A nivel del contenido pudo presentar un mix que incluyó definiciones políticas y proyectos con
razonable nivel de detalle. En su discurso prevalecieron los conceptos respecto del
esloganismo.
Roberto Lavagna
Fiel a su estilo e impronta intelectual realizó algunos desarrollos plenos de conceptos, aunque
utilizando un tono monocorde que opacó sus ideas.
En términos de densidad conceptual su desempeño se acercó al de Alberto Fernández.
Su referencia al tema del hambre en tanto violación a los derechos humanos representó su
mejor momento.
Aunque su intervención en el bloque de economía estuvo por debajo de lo que su saber e
historial hacían prever. Paradójicamente, esa fue su principal debilidad.
José Luis Espert
Su presencia y aplomó fueron similares a los exhibidos por Alberto Fernández. Se lo vio firme,
seguro, dominando la escena y muy natural. Quizás fue el candidato que pareció expresarse
con mayor naturalidad. Su mayor virtud fue la expresión de ideas complejas de modo simple.
A nivel de contenido sus ideas aparecieron fundadas. Aunque en algunos pasajes quizás pecó
de una especie de simplismo disruptivo.
Nicolás del Caño
Fiel a su estilo expresó su ideario con firmeza, argumentos y convicción. Asumió mejor que
otros el rol de candidato anti grieta y anti establishment.
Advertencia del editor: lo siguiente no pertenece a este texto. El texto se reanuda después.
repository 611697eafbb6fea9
use contracts::dashboards::d400_regional_sales::LegendEntry;
use leptos::prelude::*;

#[component]
pub fn ChartLegend(entries: Vec<LegendEntry>) -> impl IntoView {
    view! {
        <div class="chart__legend">
            {entries.into_iter().map(|entry| view! {
                <span class="chart__legend-item">
                    <span
                        class="chart__legend-swatch"
                        style=format!("background-color: {};", entry.color)
                    ></span>
                    {entry.region.display_name()}
                </span>
            }).collect_view()}
        </div>
    }
}
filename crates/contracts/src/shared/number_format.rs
//! Number grouping shared by the backend view model and the frontend axes

/// Formats `value` with `decimals` fraction digits and the integer part
/// grouped by three with `separator`
///
/// `format_grouped(-1234.5, 1, ' ')` → `"-1 234.5"`
pub fn format_grouped(value: f64, decimals: usize, separator: char) -> String {
    let formatted = format!("{:.*}", decimals, value);
    let (sign, unsigned) = match formatted.strip_prefix('-') {
        Some(rest) => ("-", rest),
        None => ("", formatted.as_str()),
    };
    let (integer_part, decimal_part) = match unsigned.split_once('.') {
        Some((i, d)) => (i, Some(d)),
        None => (unsigned, None),
    };

    let grouped = group_thousands(integer_part, separator);
    match decimal_part {
        Some(d) => format!("{sign}{grouped}.{d}"),
        None => format!("{sign}{grouped}"),
    }
}

/// Inserts `separator` every three digits from the right
pub fn group_thousands(digits: &str, separator: char) -> String {
    let mut result = String::new();
    for (i, ch) in digits.chars().rev().enumerate() {
        if i > 0 && i % 3 == 0 {
            result.push(separator);
        }
        result.push(ch);
    }
    result.chars().rev().collect()
}
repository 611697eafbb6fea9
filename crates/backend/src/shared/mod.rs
pub mod config;
pub mod format;
pub mod state;
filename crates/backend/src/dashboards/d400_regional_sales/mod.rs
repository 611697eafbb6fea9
//! D400 Regional Sales dashboard
//!
//! Pipeline per interaction: selection → filter → aggregate → view model.
//! Everything here is synchronous and free of HTTP types; the handler in
//! `handlers::d400_regional_sales` only wraps [`service::render`].

pub mod charts;
pub mod context;
pub mod error;
pub mod repository;
pub mod selection;
pub mod service;

pub use context::DashboardContext;
pub use error::SelectionError;
pub use selection::Selection;
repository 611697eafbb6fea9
use axum::{routing::get, Router};

use crate::handlers;
use crate::shared::state::AppState;

/// All API routes of the application
pub fn configure_routes(state: AppState) -> Router {
    Router::new()
        .route("/health", get(|| async { "ok" }))
        // ========================================
        // D400 REGIONAL SALES DASHBOARD
        // ========================================
        .route(
            "/api/d400/options",
            get(handlers::d400_regional_sales::get_options),
        )
        .route(
            "/api/d400/regional_sales",
            get(handlers::d400_regional_sales::get_default_view)
                .post(handlers::d400_regional_sales::post_view),
        )
        .with_state(state)
}
//! Latest-wins guard for overlapping fetches

/// Numbers outgoing requests; only the most recently issued one is current
#[derive(Debug, Clone, Copy, Default, PartialEq, Eq)]
pub struct RequestGeneration {
    latest: u64,
}

impl RequestGeneration {
    /// Registers a new request and returns its id; every earlier id becomes stale
    pub fn issue(&mut self) -> u64 {
        self.latest += 1;
        self.latest
    }

    pub fn is_current(&self, id: u64) -> bool {
        id == self.latest
    }
}

#[cfg(test)]
mod tests {
    use super::*;

    #[test]
    fn test_ids_increase() {
        let mut generation = RequestGeneration::default();
        assert_eq!(generation.issue(), 1);
        assert_eq!(generation.issue(), 2);
    }

    #[test]
    fn test_out_of_order_responses_apply_latest_only() {
        let mut generation = RequestGeneration::default();
        let north = generation.issue();
        let north_east = generation.issue();

        // responses arrive newest first
        let mut applied = Vec::new();
        for (id, payload) in [(north_east, "North,East"), (north, "North")] {
            if generation.is_current(id) {
                applied.push(payload);
            }
        }
        assert_eq!(applied, vec!["North,East"]);
    }

    #[test]
    fn test_response_after_newer_request_is_stale() {
        let mut generation = RequestGeneration::default();
        let first = generation.issue();
        assert!(generation.is_current(first));

        let second = generation.issue();
        assert!(!generation.is_current(first));
        assert!(generation.is_current(second));
    }
}
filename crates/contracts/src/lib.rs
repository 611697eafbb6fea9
pub mod dashboards;
pub mod enums;
pub mod shared;
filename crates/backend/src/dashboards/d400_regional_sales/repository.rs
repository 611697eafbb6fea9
use contracts::dashboards::d400_regional_sales::SalesRecord;
use contracts::enums::Region;

/// Inline sales data; the dashboard has no other source
const SALES_RECORDS: [SalesRecord; 5] = [
    SalesRecord::new(Region::North, 100.0, 5),
    SalesRecord::new(Region::South, 150.0, 8),
    SalesRecord::new(Region::North, 200.0, 10),
    SalesRecord::new(Region::South, 180.0, 7),
    SalesRecord::new(Region::East, 120.0, 6),
];

/// Immutable, ordered set of sales records
#[derive(Debug, Clone, PartialEq)]
pub struct Dataset {
    records: Vec<SalesRecord>,
}

impl Dataset {
    /// The built-in five-record dataset
    pub fn builtin() -> Self {
        Self::from_records(SALES_RECORDS.to_vec())
    }

    pub fn from_records(records: Vec<SalesRecord>) -> Self {
        Self { records }
    }

    pub fn records(&self) -> &[SalesRecord] {
        &self.records
    }

    /// Distinct regions in order of first appearance
    pub fn regions(&self) -> Vec<Region> {
        distinct_regions(&self.records)
    }
}

/// Distinct regions of `records` in order of first appearance
pub fn distinct_regions(records: &[SalesRecord]) -> Vec<Region> {
    let mut regions: Vec<Region> = Vec::new();
    for record in records {
        if !regions.contains(&record.region) {
            regions.push(record.region);
        }
    }
    regions
}

#[cfg(test)]
mod tests {
    use super::*;

    #[test]
    fn test_builtin_dataset() {
        let dataset = Dataset::builtin();
        assert_eq!(dataset.records().len(), 5);
        assert_eq!(
            dataset.records()[2],
            SalesRecord::new(Region::North, 200.0, 10)
        );
    }

    #[test]
    fn test_regions_in_first_appearance_order() {
        let dataset = Dataset::builtin();
        assert_eq!(
            dataset.regions(),
            vec![Region::North, Region::South, Region::East]
        );
    }

    #[test]
    fn test_regions_of_empty_dataset() {
        assert!(Dataset::from_records(Vec::new()).regions().is_empty());
    }
}
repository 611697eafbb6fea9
//! Page categories.
//!
//! Every page declares an HTML `id` in the format `{entity}--{category}`
//! (e.g. `"d400_regional_sales--dashboard"`) and a `data-page-category`
//! attribute carrying [`PageCategory::as_str`].

#[derive(Debug, Clone, Copy, PartialEq, Eq)]
pub enum PageCategory {
    /// Analytical dashboard / chart view.
    Dashboard,
}

impl PageCategory {
    pub fn as_str(&self) -> &'static str {
        match self {
            PageCategory::Dashboard => "dashboard",
        }
    }

    /// BEM class list of the page root
    pub fn root_class(&self) -> &'static str {
        match self {
            PageCategory::Dashboard => "page page--dashboard",
        }
    }
}
pub mod app;
pub mod dashboards;
pub mod shared;

use wasm_bindgen::prelude::wasm_bindgen;

#[wasm_bindgen]
pub fn hydrate() {
    // initializes logging using the `log` crate
    _ = console_log::init_with_level(log::Level::Debug);
    console_error_panic_hook::set_once();

    leptos::mount::mount_to_body(app::App);
}

#[wasm_bindgen(start)]
pub fn start() {
    hydrate();
}
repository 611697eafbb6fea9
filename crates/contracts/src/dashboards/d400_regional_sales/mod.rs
pub mod dto;

pub use dto::*;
Se mostró también seguro y sereno.
A nivel de contenido expresó claramente la crítica ideológica con la lógica argumentativa típica
de un dirigente de izquierda.
Su apelación a elementos simbólicos como el minuto de silencio por los muertos en Ecuador y
el pañuelo verde fueron acaso excesivos y desvirtuaron la naturalidad de su discurso.
Juan José Gómez Centurión
Expresó sus ideas con gran firmeza.
Fue el candidato que evidenció un posicionamiento más definido en torno a un eje: el de los
valores y la defensa de las dos vidas. También enfatizo la defensa de la soberanía nacional.
Asimismo fue quien mejor intentó conceptualizar la grieta en términos alternativos, a saber:
entre quienes defienden las dos vidas y el resto, etc.
Manejó mal los tiempos. Y en algunos pasajes fue literalmente reiterativo. Esto le restó valor a
su actuación.

¿Quién ganó el debate?

Considerando el conjunto de los aspectos evaluados, Alberto Fernández resultó un claro
ganador del debate.
Tal vez las expectativas asociadas con la gran diferencia electoral proyectaron un imaginario de
triunfo aplastante, cuya intensidad no se verificó.
Pero eso no invalida el resultado.
Reflexión final
En el marco del análisis político mucho se especuló en torno a cuestiones abstractas como si
tal o cual candidato le hablaría solo a sus propios votantes, si saldría a confrontar o esquivaría
adentrase en tal cual tema, etc. Sin duda, cuestiones tan atendibles como especulativas.
Aquí, en cambio, preferimos concluir con una sentencia simple, aunque no menos conjetural y
arbitraria: a veces la política y la ideología son básicamente expresiones de la personalidad.
Quizás allí se encuentra la clave de esta primera victoria discursiva de Alberto Fernández.